O vereador reclamou do esquema de segurança envolvendo a operação. Ele publicou nas redes sociais uma foto que tirou do pai durante outra internação do ex-presidente, em maio deste ano; desta vez, a família não foi autorizada a entrar com o celular no hospital.
“O número de policiais mobilizados para acompanhar o procedimento e toda a movimentação ultrapassa qualquer limite que qualquer ser humano consideraria razoável — é algo absolutamente inacreditável e constrangedor”, escreveu Carlos, que já anunciou a renúncia ao seu mandato na Câmara do Rio para concorrer ao Senado por Santa Catarina no ano que vem.
De acordo com o cirurgião Cláudio Birolini, o procedimento em Bolsonaro transcorreu dentro do esperado. Ele afirmou que o ex-presidente não precisou ser encaminhado à UTI, está falando normalmente e segue bem assistido pela equipe. Bolsonaro foi levado para o DF Star na manhã de anteontem, véspera da operação, em comboio que partiu da superintendência da Polícia Federal (PF) em Brasília, onde o ex-presidente cumpre pena pela condenação na trama golpista.
A hospitalização foi autorizada pelo ministro Alexandre de Moraes, do Supremo Tribunal Federal (STF), após perícia da PF apontar a necessidade da intervenção médica. A cirurgia é considerada eletiva, mas foi indicada para evitar o agravamento e possíveis complicações do quadro de soluços constantes do ex-presidente, uma consequência da facada que ele sofreu na campanha eleitoral de 2018. O procedimento envolveu anestesia geral e tem como objetivo reposicionar o conteúdo abdominal e reforçar a musculatura da região da virilha, onde ocorre o enfraquecimento da parede abdominal.
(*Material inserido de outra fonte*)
//! Pre-write backups and per-task undo.
//!
//! Before an approved write touches a file, the [`SnapshotStore`] records
//! what the file looked like: its bytes (stored content-addressed under
//! `blobs/<sha256>`) or the fact that it did not exist. `undo(task_id)`
//! replays those records newest first, so a path written several times ends
//! up with the bytes it had before the task's first write.
//!
//! ```text
//! .tetrad/snapshots/
//!   ├── index.json        ordered snapshot records
//!   └── blobs/<sha256>    pre-write contents, shared between records
//! ```
//!
//! Edits made to the same paths outside tetrad are not tracked; undo
//! restores the captured bytes regardless.

use std::collections::HashSet;
use std::fs;
use std::path::{Path, PathBuf};

use chrono::{DateTime, Utc};
use serde::{Deserialize, Serialize};
use sha2::{Digest, Sha256};
use tracing::{debug, info, warn};

use crate::error::{Result, TetradError};
use crate::tools::files::write_atomic;
use crate::workspace::{ResolvedPath, Workspace};

const INDEX_FILE: &str = "index.json";
const BLOB_DIR: &str = "blobs";
const INDEX_VERSION: u32 = 1;

/// What a path held before the write.
#[derive(Debug, Clone, PartialEq, Eq, Serialize, Deserialize)]
#[serde(tag = "state", rename_all = "snake_case")]
pub enum PriorState {
    /// The path did not exist; undo deletes it.
    Absent,
    /// The path held these bytes.
    Present { digest: String, len: u64 },
}

/// A single pre-write capture.
#[derive(Debug, Clone, PartialEq, Eq, Serialize, Deserialize)]
pub struct Snapshot {
    pub id: String,
    pub task_id: String,
    /// Workspace-relative path with forward slashes.
    pub path: String,
    pub before: PriorState,
    pub taken_at: DateTime<Utc>,
    /// Store-wide capture order.
    pub sequence: u64,
}

#[derive(Debug, Clone, PartialEq, Eq, Serialize, Deserialize)]
struct SnapshotIndex {
    version: u32,
    next_sequence: u64,
    snapshots: Vec<Snapshot>,
}

impl Default for SnapshotIndex {
    fn default() -> Self {
        Self {
            version: INDEX_VERSION,
            next_sequence: 1,
            snapshots: Vec::new(),
        }
    }
}

/// Outcome of an undo.
#[derive(Debug, Clone, Default, PartialEq, Eq)]
pub struct UndoReport {
    /// Paths whose previous bytes were written back.
    pub restored: Vec<String>,
    /// Paths that did not exist before and were removed.
    pub removed: Vec<String>,
}

impl UndoReport {
    #[must_use]
    pub fn is_empty(&self) -> bool {
        self.restored.is_empty() && self.removed.is_empty()
    }
}

/// Content-addressed backup store rooted in the control directory.
#[derive(Debug, Clone)]
pub struct SnapshotStore {
    dir: PathBuf,
    root: PathBuf,
}

impl SnapshotStore {
    #[must_use]
    pub fn new(workspace: &Workspace) -> Self {
        Self::open(workspace.snapshot_dir(), workspace.root())
    }

    /// Store at `dir` restoring paths relative to `root`.
    #[must_use]
    pub fn open(dir: impl Into<PathBuf>, root: impl Into<PathBuf>) -> Self {
        Self {
            dir: dir.into(),
            root: root.into(),
        }
    }

    /// Record the current state of `target` on behalf of `task_id`.
    pub fn capture(&self, task_id: &str, target: &ResolvedPath) -> Result<Snapshot> {
        let before = if target.absolute.is_file() {
            let bytes = fs::read(&target.absolute).map_err(|e| {
                TetradError::snapshot(format!("cannot read {}: {e}", target.absolute.display()))
            })?;
            let digest = hex::encode(Sha256::digest(&bytes));
            let blob = self.blob_path(&digest);
            if !blob.exists() {
                write_atomic(&blob, &bytes)?;
            }
            PriorState::Present {
                digest,
                len: bytes.len() as u64,
            }
        } else if target.absolute.exists() {
            return Err(TetradError::snapshot(format!(
                "{} is not a regular file",
                target.display_relative()
            )));
        } else {
            PriorState::Absent
        };

        let mut index = self.load_index()?;
        let snapshot = Snapshot {
            id: uuid::Uuid::new_v4().to_string(),
            task_id: task_id.to_string(),
            path: target.display_relative(),
            before,
            taken_at: Utc::now(),
            sequence: index.next_sequence,
        };
        index.next_sequence += 1;
        index.snapshots.push(snapshot.clone());
        self.save_index(&index)?;

        debug!(task_id, path = %snapshot.path, "Captured snapshot");
        Ok(snapshot)
    }

    /// Snapshots recorded for a task, oldest first.
    pub fn snapshots_for(&self, task_id: &str) -> Result<Vec<Snapshot>> {
        let index = self.load_index()?;
        Ok(index
            .snapshots
            .into_iter()
            .filter(|s| s.task_id == task_id)
            .collect())
    }

    /// Restore every path the task wrote, newest capture first, then drop
    /// the task's records. A task without records is a no-op.
    pub fn undo(&self, task_id: &str) -> Result<UndoReport> {
        let mut index = self.load_index()?;
        let mut mine: Vec<Snapshot> = index
            .snapshots
            .iter()
            .filter(|s| s.task_id == task_id)
            .cloned()
            .collect();
        if mine.is_empty() {
            debug!(task_id, "Nothing to undo");
            return Ok(UndoReport::default());
        }
        mine.sort_by(|a, b| b.sequence.cmp(&a.sequence));

        let mut report = UndoReport::default();
        for snapshot in &mine {
            let target = self.root.join(&snapshot.path);
            match &snapshot.before {
                PriorState::Present { digest, .. } => {
                    let bytes = self.read_blob(digest)?;
                    write_atomic(&target, &bytes)?;
                    push_unique(&mut report.restored, &snapshot.path);
                    report.removed.retain(|p| p != &snapshot.path);
                }
                PriorState::Absent => {
                    if target.is_file() {
                        fs::remove_file(&target)?;
                    }
                    push_unique(&mut report.removed, &snapshot.path);
                    report.restored.retain(|p| p != &snapshot.path);
                }
            }
        }

        index.snapshots.retain(|s| s.task_id != task_id);
        self.save_index(&index)?;
        self.collect_garbage(&index)?;

        info!(
            task_id,
            restored = report.restored.len(),
            removed = report.removed.len(),
            "Undo complete"
        );
        Ok(report)
    }

    /// Forget a task's snapshots without restoring anything.
    pub fn prune(&self, task_id: &str) -> Result<usize> {
        let mut index = self.load_index()?;
        let before = index.snapshots.len();
        index.snapshots.retain(|s| s.task_id != task_id);
        let pruned = before - index.snapshots.len();
        if pruned > 0 {
            self.save_index(&index)?;
            self.collect_garbage(&index)?;
        }
        Ok(pruned)
    }

    /// Forget every snapshot.
    pub fn prune_all(&self) -> Result<usize> {
        let mut index = self.load_index()?;
        let pruned = index.snapshots.len();
        index.snapshots.clear();
        self.save_index(&index)?;
        self.collect_garbage(&index)?;
        Ok(pruned)
    }

    fn index_path(&self) -> PathBuf {
        self.dir.join(INDEX_FILE)
    }

    fn blob_path(&self, digest: &str) -> PathBuf {
        self.dir.join(BLOB_DIR).join(digest)
    }

    fn read_blob(&self, digest: &str) -> Result<Vec<u8>> {
        let path = self.blob_path(digest);
        let bytes = fs::read(&path)
            .map_err(|e| TetradError::snapshot(format!("missing blob {digest}: {e}")))?;
        let actual = hex::encode(Sha256::digest(&bytes));
        if actual != digest {
            return Err(TetradError::snapshot(format!(
                "blob {digest} is corrupt (content hashes to {actual})"
            )));
        }
        Ok(bytes)
    }

    fn load_index(&self) -> Result<SnapshotIndex> {
        let path = self.index_path();
        if !path.exists() {
            return Ok(SnapshotIndex::default());
        }
        let content = fs::read_to_string(&path)?;
        let index: SnapshotIndex = serde_json::from_str(&content)
            .map_err(|e| TetradError::snapshot(format!("unreadable index {}: {e}", path.display())))?;
        if index.version != INDEX_VERSION {
            return Err(TetradError::snapshot(format!(
                "unsupported index version {}",
                index.version
            )));
        }
        Ok(index)
    }

    fn save_index(&self, index: &SnapshotIndex) -> Result<()> {
        let json = serde_json::to_vec_pretty(index)?;
        write_atomic(&self.index_path(), &json)
    }

    /// Delete blobs no remaining record refers to.
    fn collect_garbage(&self, index: &SnapshotIndex) -> Result<()> {
        let blob_dir = self.dir.join(BLOB_DIR);
        if !blob_dir.is_dir() {
            return Ok(());
        }
        let live: HashSet<&str> = index
            .snapshots
            .iter()
            .filter_map(|s| match &s.before {
                PriorState::Present { digest, .. } => Some(digest.as_str()),
                PriorState::Absent => None,
            })
            .collect();

        for entry in fs::read_dir(&blob_dir)? {
            let entry = entry?;
            let name = entry.file_name().to_string_lossy().into_owned();
            if !live.contains(name.as_str()) {
                if let Err(e) = fs::remove_file(entry.path()) {
                    warn!("Could not remove unused blob {name}: {e}");
                }
            }
        }
        Ok(())
    }

    /// Directory the store lives in.
    #[must_use]
    pub fn dir(&self) -> &Path {
        &self.dir
    }
}

fn push_unique(list: &mut Vec<String>, path: &str) {
    if !list.iter().any(|p| p == path) {
        list.push(path.to_string());
    }
}

#[cfg(test)]
mod tests {
    use super::*;
    use tempfile::TempDir;

    fn store() -> (SnapshotStore, Workspace, TempDir) {
        let temp = TempDir::new().unwrap();
        let ws = Workspace::open(temp.path()).unwrap();
        (SnapshotStore::new(&ws), ws, temp)
    }

    fn write_through(store: &SnapshotStore, ws: &Workspace, task: &str, path: &str, bytes: &[u8]) {
        let resolved = ws.resolve(path).unwrap();
        store.capture(task, &resolved).unwrap();
        write_atomic(&resolved.absolute, bytes).unwrap();
    }

    #[test]
    fn test_capture_existing_file_stores_blob() {
        let (store, ws, _temp) = store();
        fs::write(ws.root().join("a.txt"), b"original").unwrap();

        let snapshot = store.capture("task-1", &ws.resolve("a.txt").unwrap()).unwrap();
        match &snapshot.before {
            PriorState::Present { digest, len } => {
                assert_eq!(*len, 8);
                assert!(store.blob_path(digest).exists());
            }
            PriorState::Absent => panic!("expected present"),
        }
        assert_eq!(snapshot.path, "a.txt");
        assert_eq!(store.snapshots_for("task-1").unwrap().len(), 1);
    }

    #[test]
    fn test_undo_restores_exact_bytes() {
        let (store, ws, _temp) = store();
        let original = b"line one\r\nline two\x00\xff".to_vec();
        fs::write(ws.root().join("data.bin"), &original).unwrap();

        write_through(&store, &ws, "task-1", "data.bin", b"first edit");
        write_through(&store, &ws, "task-1", "data.bin", b"second edit");

        let report = store.undo("task-1").unwrap();
        assert_eq!(report.restored, vec!["data.bin".to_string()]);
        assert_eq!(fs::read(ws.root().join("data.bin")).unwrap(), original);
    }

    #[test]
    fn test_undo_removes_created_files() {
        let (store, ws, _temp) = store();
        write_through(&store, &ws, "task-1", "src/new.rs", b"fn main() {}");
        assert!(ws.root().join("src/new.rs").exists());

        let report = store.undo("task-1").unwrap();
        assert_eq!(report.removed, vec!["src/new.rs".to_string()]);
        assert!(!ws.root().join("src/new.rs").exists());
    }

    #[test]
    fn test_undo_twice_is_noop() {
        let (store, ws, _temp) = store();
        fs::write(ws.root().join("a.txt"), b"v1").unwrap();
        write_through(&store, &ws, "task-1", "a.txt", b"v2");

        store.undo("task-1").unwrap();
        fs::write(ws.root().join("a.txt"), b"edited by hand").unwrap();

        let second = store.undo("task-1").unwrap();
        assert!(second.is_empty());
        assert_eq!(fs::read(ws.root().join("a.txt")).unwrap(), b"edited by hand");
    }

    #[test]
    fn test_undo_unknown_task_is_noop() {
        let (store, _ws, _temp) = store();
        assert!(store.undo("task-9").unwrap().is_empty());
    }

    #[test]
    fn test_undo_only_touches_own_task() {
        let (store, ws, _temp) = store();
        fs::write(ws.root().join("shared.txt"), b"base").unwrap();
        write_through(&store, &ws, "task-1", "one.txt", b"1");
        write_through(&store, &ws, "task-2", "two.txt", b"2");

        store.undo("task-1").unwrap();
        assert!(!ws.root().join("one.txt").exists());
        assert!(ws.root().join("two.txt").exists());
        assert_eq!(store.snapshots_for("task-2").unwrap().len(), 1);
    }

    #[test]
    fn test_blobs_are_shared_and_collected() {
        let (store, ws, _temp) = store();
        fs::write(ws.root().join("a.txt"), b"same").unwrap();
        fs::write(ws.root().join("b.txt"), b"same").unwrap();
        write_through(&store, &ws, "task-1", "a.txt", b"x");
        write_through(&store, &ws, "task-2", "b.txt", b"y");

        let blob_count = || fs::read_dir(store.dir().join(BLOB_DIR)).unwrap().count();
        assert_eq!(blob_count(), 1);

        store.prune("task-1").unwrap();
        assert_eq!(blob_count(), 1);

        store.prune("task-2").unwrap();
        assert_eq!(blob_count(), 0);
    }

    #[test]
    fn test_prune_all() {
        let (store, ws, _temp) = store();
        write_through(&store, &ws, "task-1", "a.txt", b"x");
        write_through(&store, &ws, "task-2", "b.txt", b"y");
        assert_eq!(store.prune_all().unwrap(), 2);
        assert!(store.undo("task-1").unwrap().is_empty());
        assert!(ws.root().join("a.txt").exists());
    }

    #[test]
    fn test_capture_rejects_directory() {
        let (store, ws, _temp) = store();
        fs::create_dir_all(ws.root().join("dir")).unwrap();
        let err = store.capture("task-1", &ws.resolve("dir").unwrap()).unwrap_err();
        assert!(matches!(err, TetradError::Snapshot { .. }));
    }
}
Após o procedimento, os médicos também detalharam a situação dos soluços persistentes de Bolsonaro nos últimos meses. O cardiologista Brasil Ramos Caiado disse que a equipe optou por uma abordagem mais conservadora no momento, mas não descarta realizar nos próximos dias um novo procedimento para bloqueio do nervo frênico, considerado mais invasivo.
— Optamos, por questão de precaução, por observar para ver a necessidade desse procedimento. Ele pode ser feito nos próximos dias, talvez na segunda-feira. Vamos ver como é a evolução clínica dele em relação ao soluço — declarou.
De acordo com os médicos, o soluço pode estar relacionado a alterações no sistema digestivo e, neste momento, não há indicação de complicação neurológica. A conduta definida inclui intensificação do tratamento medicamentoso, ajustes na dieta e acompanhamento da resposta clínica.
O médico Cláudio Birolini disse ainda que novos exames, como uma endoscopia, poderão ser realizados durante a internação. Ele permanecerá em Brasília enquanto Bolsonaro estiver hospitalizado.